Она снова и снова позволяет Рэйфу отравлять все вокруг. Она должна остановить его.
– Возможно, я когда-нибудь передам их вам, – ответила она небрежно. – Только не говорите потом, что я вас не предупреждала. Не все они такие уж безобидные.
– Ну, в моем шкафу тоже скелетов хватает.
– Нам известно, что после прохождения медосмотра в полицейском участке вы отправились на встречу с мистером Спарклом, – говорил адвокат Спаркла. Усыпанное прыщами лицо делало его похожим на школьного хулигана. – Почему же вы покинули столь безопасный кров? Почему вернулись к этому якобы ужасному и жестокому похитителю, к этому чудовищу, из лап которого вы, по вашим собственным словам, едва вырвались?
– Спесивый ублюдок, – пробормотала Энни довольно разборчиво.
"Почему вы отправились в парк на встречу с мистером Солмсом?"
Вот что ей скажут, когда она придет в полицию.
"Вы пошли одна – значит, вы хотели его видеть. Нам известно, что накануне он приходил к вам в зал суда, и после заседания вы разговаривали. Кроме того, за неделю до этого вы встречались с ним в ресторане, куда привели свою лучшую подругу. Очевидно, у вас с мистером Солмсом довольно близкие отношения".
Вот что ей скажут, когда она напишет заявление.
"Вы прекрасно знаете, что никакой опасности не было. Кое-кто даже видел, как вы держались за руки. Вы знаете, что мистер Солмс вам не угрожал. Вы разговаривали с ним по собственной воле и несколько раз ответили ему согласием. Потом вы передумали, но не потрудились его об этом известить. Теперь вы жаждете мести и отвергаете все его разумные попытки восстановить дружеские отношения".

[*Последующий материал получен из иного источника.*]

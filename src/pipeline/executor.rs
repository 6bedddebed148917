// SPDX-License-Identifier: MIT OR Apache-2.0
// Copyright (c) 2025 tfflow contributors

//! Pipeline executor
//!
//! Runs a resolved pipeline's steps in order and stops at the first failure.

use std::collections::HashMap;
use std::time::{Duration, Instant};

use colored::Colorize;

use crate::errors::TfflowError;
use crate::executors::{ExecutionResult, Executor, RunContext};
use crate::pipeline::{gate, Pipeline, PipelineKind, StepKind};
use crate::utils;

/// Pipeline execution options
#[derive(Debug, Clone, Default)]
pub struct ExecutionOptions {
    /// Only show what would be done
    pub dry_run: bool,
    /// Verbose output
    pub verbose: bool,
    /// Show a spinner while a step runs
    pub progress: bool,
}

/// Outcome of one step
#[derive(Debug, Clone, PartialEq, Eq)]
pub enum StepOutcome {
    Passed,
    Failed(String),
}

/// Result of one step within a run
#[derive(Debug, Clone)]
pub struct StepResult {
    pub step: StepKind,
    pub outcome: StepOutcome,
    pub stdout: String,
    pub stderr: String,
    pub duration: Duration,
}

impl StepResult {
    pub fn passed(&self) -> bool {
        self.outcome == StepOutcome::Passed
    }
}

/// Terminal state of a run
#[derive(Debug, Clone, Copy, PartialEq, Eq)]
pub enum RunStatus {
    Success,
    Failed,
}

/// Result of executing a pipeline
#[derive(Debug)]
pub struct PipelineRun {
    /// Which pipeline ran
    pub kind: PipelineKind,
    /// Results for each executed step, in order
    pub results: Vec<StepResult>,
    /// Success, or Failed from the first failing step on
    pub status: RunStatus,
    /// Total execution time
    pub duration: Duration,
    /// Error of the failing step
    failure: Option<TfflowError>,
}

impl PipelineRun {
    pub fn is_success(&self) -> bool {
        self.status == RunStatus::Success
    }

    /// Steps that ran, in order
    pub fn executed(&self) -> Vec<StepKind> {
        self.results.iter().map(|r| r.step).collect()
    }

    /// The step that ended the run, if any
    pub fn failed_step(&self) -> Option<&StepResult> {
        self.results.iter().find(|r| !r.passed())
    }

    /// Turn a failed run into the error for its failing step
    pub fn into_result(mut self) -> Result<Self, TfflowError> {
        match self.failure.take() {
            Some(error) => Err(error),
            None => Ok(self),
        }
    }
}

/// Pipeline executor
pub struct PipelineExecutor {
    /// Registered executors by name
    executors: HashMap<String, Box<dyn Executor>>,
}

impl PipelineExecutor {
    /// Create a new pipeline executor
    pub fn new() -> Self {
        Self {
            executors: HashMap::new(),
        }
    }

    /// Register an executor under a name
    pub fn register_executor(&mut self, name: &str, executor: Box<dyn Executor>) {
        self.executors.insert(name.to_string(), executor);
    }

    /// Execute a pipeline
    pub async fn execute(
        &self,
        pipeline: &Pipeline,
        ctx: &mut RunContext,
        options: &ExecutionOptions,
    ) -> PipelineRun {
        let start = Instant::now();

        self.print_execution_plan(pipeline, ctx);

        if options.dry_run {
            return PipelineRun {
                kind: pipeline.kind,
                results: Vec::new(),
                status: RunStatus::Success,
                duration: start.elapsed(),
                failure: None,
            };
        }

        tracing::info!(
            pipeline = %pipeline.kind,
            trigger = ctx.trigger.event_name(),
            dir = %ctx.working_dir.display(),
            "starting run"
        );

        let mut results = Vec::with_capacity(pipeline.steps.len());
        let mut status = RunStatus::Success;
        let mut failure = None;

        for &step in &pipeline.steps {
            let spinner = options
                .progress
                .then(|| utils::create_spinner(&format!("{}...", step)));
            if spinner.is_none() {
                println!("  {} {}...", "→".blue(), step);
            }

            tracing::info!(step = %step, "step started");
            let (result, error) = self.run_step(step, ctx).await;

            if let Some(spinner) = spinner {
                spinner.finish_and_clear();
            }

            let passed = result.passed();
            ctx.completed.push((step, passed));
            utils::print_step_line(&result, options.verbose);

            if let StepOutcome::Failed(reason) = &result.outcome {
                tracing::warn!(step = %step, "step failed: {}", first_line(reason));
                results.push(result);
                status = RunStatus::Failed;
                failure = error;
                break;
            }

            tracing::info!(step = %step, secs = result.duration.as_secs_f64(), "step passed");
            results.push(result);
        }

        let duration = start.elapsed();

        println!();
        match status {
            RunStatus::Success => println!(
                "{}",
                format!(
                    "{} completed successfully in {:.2}s",
                    pipeline.kind,
                    duration.as_secs_f64()
                )
                .green()
            ),
            RunStatus::Failed => println!(
                "{}",
                format!("{} failed after {:.2}s", pipeline.kind, duration.as_secs_f64()).red()
            ),
        }

        PipelineRun {
            kind: pipeline.kind,
            results,
            status,
            duration,
            failure,
        }
    }

    /// Run one step, folding every kind of failure into its outcome.
    ///
    /// The error is kept alongside so the run can report it unchanged.
    async fn run_step(
        &self,
        step: StepKind,
        ctx: &mut RunContext,
    ) -> (StepResult, Option<TfflowError>) {
        let start = Instant::now();

        let executed = match step {
            StepKind::ConfirmGate => gate::check_trigger(&ctx.trigger).map(|()| {
                ExecutionResult::success("confirmation accepted".into(), start.elapsed())
            }),
            StepKind::ReportSuccess => Ok(ExecutionResult::success(
                "destroy complete; all managed resources removed".into(),
                start.elapsed(),
            )),
            _ => match self.executors.get(step.executor_name()) {
                Some(executor) => executor.execute(step, ctx).await,
                None => Err(TfflowError::ExecutorNotFound {
                    name: step.executor_name().to_string(),
                }),
            },
        };

        match executed {
            Ok(result) if result.success => (
                StepResult {
                    step,
                    outcome: StepOutcome::Passed,
                    stdout: result.stdout,
                    stderr: result.stderr,
                    duration: start.elapsed(),
                },
                None,
            ),
            Ok(result) => {
                let reason = result.failure_reason();
                (
                    StepResult {
                        step,
                        outcome: StepOutcome::Failed(reason.clone()),
                        stdout: result.stdout,
                        stderr: result.stderr,
                        duration: start.elapsed(),
                    },
                    Some(TfflowError::for_failed_step(step, reason)),
                )
            }
            Err(e) => (
                StepResult {
                    step,
                    outcome: StepOutcome::Failed(e.to_string()),
                    stdout: String::new(),
                    stderr: e.to_string(),
                    duration: start.elapsed(),
                },
                Some(e),
            ),
        }
    }

    /// Print the execution plan
    fn print_execution_plan(&self, pipeline: &Pipeline, ctx: &RunContext) {
        println!();
        println!("{}: {} ({})", "Pipeline".bold(), pipeline.kind, ctx.trigger);
        println!("{}", "═".repeat(50));
        println!(
            "Execution plan ({} step{}) in {}:",
            pipeline.steps.len(),
            if pipeline.steps.len() == 1 { "" } else { "s" },
            ctx.working_dir.display()
        );
        println!();

        for (i, step) in pipeline.steps.iter().enumerate() {
            print!("  {}. {}", i + 1, step.to_string().bold());
            if step.is_mutating() {
                print!(" {}", "[mutates infrastructure]".yellow());
            }
            println!();
        }

        println!();
    }
}

impl Default for PipelineExecutor {
    fn default() -> Self {
        Self::new()
    }
}

fn first_line(text: &str) -> &str {
    text.lines().next().unwrap_or("")
}
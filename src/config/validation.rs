// SPDX-License-Identifier: MIT OR Apache-2.0
// Copyright (c) 2025 tfflow contributors

//! Configuration validation
//!
//! Validates a deployment configuration before any step runs.

use std::path::Path;

use crate::config::DeployConfig;
use crate::errors::TfflowError;

/// Configuration validator
pub struct ConfigValidator;

impl ConfigValidator {
    /// Validate configuration values that need no filesystem access
    pub fn validate(config: &DeployConfig) -> ValidationResult {
        let mut result = ValidationResult::new();

        if config.name.trim().is_empty() {
            result.add_error("Stack name is empty");
        }

        if config.aws.region.trim().is_empty() {
            result.add_error("aws.region is empty");
        }

        if config.main_branch.trim().is_empty() {
            result.add_error("main_branch is empty");
        }

        for (field, file) in [
            ("terraform.plan_file", &config.terraform.plan_file),
            ("terraform.destroy_plan_file", &config.terraform.destroy_plan_file),
        ] {
            if let Some(file) = file {
                if file.is_empty() {
                    result.add_error(&format!(
                        "{} is empty; use null to plan without a file",
                        field
                    ));
                } else if Path::new(file).is_absolute() {
                    result.add_error(&format!(
                        "{} must be relative to the working directory: {}",
                        field, file
                    ));
                }
            }
        }

        if let (Some(plan), Some(destroy)) = (
            &config.terraform.plan_file,
            &config.terraform.destroy_plan_file,
        ) {
            if plan == destroy {
                result.add_warning(&format!(
                    "plan_file and destroy_plan_file are both '{}'",
                    plan
                ));
            }
        }

        if config.terraform.version.is_none() {
            result.add_warning(
                "terraform.version is not pinned; any installed version will be used",
            );
        }

        if config.terraform.backend_config.is_empty() {
            result.add_warning(
                "terraform.backend_config is empty; init will use the backend block as written",
            );
        } else if !config.terraform.backend_config.contains_key("dynamodb_table")
            && !config.terraform.backend_config.contains_key("use_lockfile")
        {
            result.add_warning(
                "Backend has no lock table; concurrent runs can race on the same state",
            );
        }

        result
    }

    /// Check that referenced files exist (runtime validation)
    pub fn validate_files(
        config: &DeployConfig,
        repo_root: &Path,
    ) -> Result<Vec<String>, TfflowError> {
        let mut missing = Vec::new();
        let working_dir = config.resolve_working_dir(repo_root);

        if !working_dir.is_dir() {
            missing.push(format!(
                "Working directory not found: {}",
                working_dir.display()
            ));
            return Ok(missing);
        }

        if crate::executors::terraform_sources(&working_dir)?.is_empty() {
            missing.push(format!(
                "No *.tf files in working directory: {}",
                working_dir.display()
            ));
        }

        for var_file in &config.terraform.var_files {
            if !working_dir.join(var_file).exists() {
                missing.push(format!("Var file not found: {}", var_file.display()));
            }
        }

        if let Some(path) = &config.terraform.path {
            if !path.exists() {
                missing.push(format!("terraform.path not found: {}", path.display()));
            }
        }

        Ok(missing)
    }
}

/// Result of configuration validation
#[derive(Debug, Default)]
pub struct ValidationResult {
    pub errors: Vec<String>,
    pub warnings: Vec<String>,
}

impl ValidationResult {
    pub fn new() -> Self {
        Self::default()
    }

    pub fn add_error(&mut self, message: &str) {
        self.errors.push(message.to_string());
    }

    pub fn add_warning(&mut self, message: &str) {
        self.warnings.push(message.to_string());
    }

    pub fn is_valid(&self) -> bool {
        self.errors.is_empty()
    }

    pub fn has_warnings(&self) -> bool {
        !self.warnings.is_empty()
    }
}

#[cfg(test)]
mod tests {
    use super::*;

    #[test]
    fn test_starter_is_valid() {
        let result = ConfigValidator::validate(&DeployConfig::starter("vpc"));
        assert!(result.is_valid());
        assert!(!result.has_warnings());
    }

    #[test]
    fn test_empty_region_is_error() {
        let mut config = DeployConfig::starter("vpc");
        config.aws.region = String::new();

        let result = ConfigValidator::validate(&config);
        assert!(!result.is_valid());
        assert!(result.errors.iter().any(|e| e.contains("aws.region")));
    }

    #[test]
    fn test_absolute_plan_file_is_error() {
        let mut config = DeployConfig::starter("vpc");
        config.terraform.plan_file = Some("/tmp/tfplan".into());

        let result = ConfigValidator::validate(&config);
        assert!(result.errors.iter().any(|e| e.contains("terraform.plan_file")));
    }

    #[test]
    fn test_missing_lock_table_warns() {
        let mut config = DeployConfig::starter("vpc");
        config.terraform.backend_config.remove("dynamodb_table");

        let result = ConfigValidator::validate(&config);
        assert!(result.is_valid());
        assert!(result.warnings.iter().any(|w| w.contains("lock table")));
    }

    #[test]
    fn test_validate_files_reports_missing_sources() {
        let dir = tempfile::tempdir().unwrap();
        std::fs::create_dir(dir.path().join("terraform")).unwrap();

        let config = DeployConfig::starter("vpc");
        let missing = ConfigValidator::validate_files(&config, dir.path()).unwrap();
        assert_eq!(missing.len(), 1);
        assert!(missing[0].contains("No *.tf files"));

        std::fs::write(dir.path().join("terraform/main.tf"), "").unwrap();
        let missing = ConfigValidator::validate_files(&config, dir.path()).unwrap();
        assert!(missing.is_empty());
    }
}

Она уже достаточно времени провела в суде. Она знает, как это делается.
"Мистер Солмс сообщил нам, что в последнее время вы начали принимать снотворное. Очевидно, у вас проблемы с психикой".
Да, вот что они скажут. Не объясняя, откуда у мистера Солмса такая информация, и не интересуясь, почему она пьет таблетки.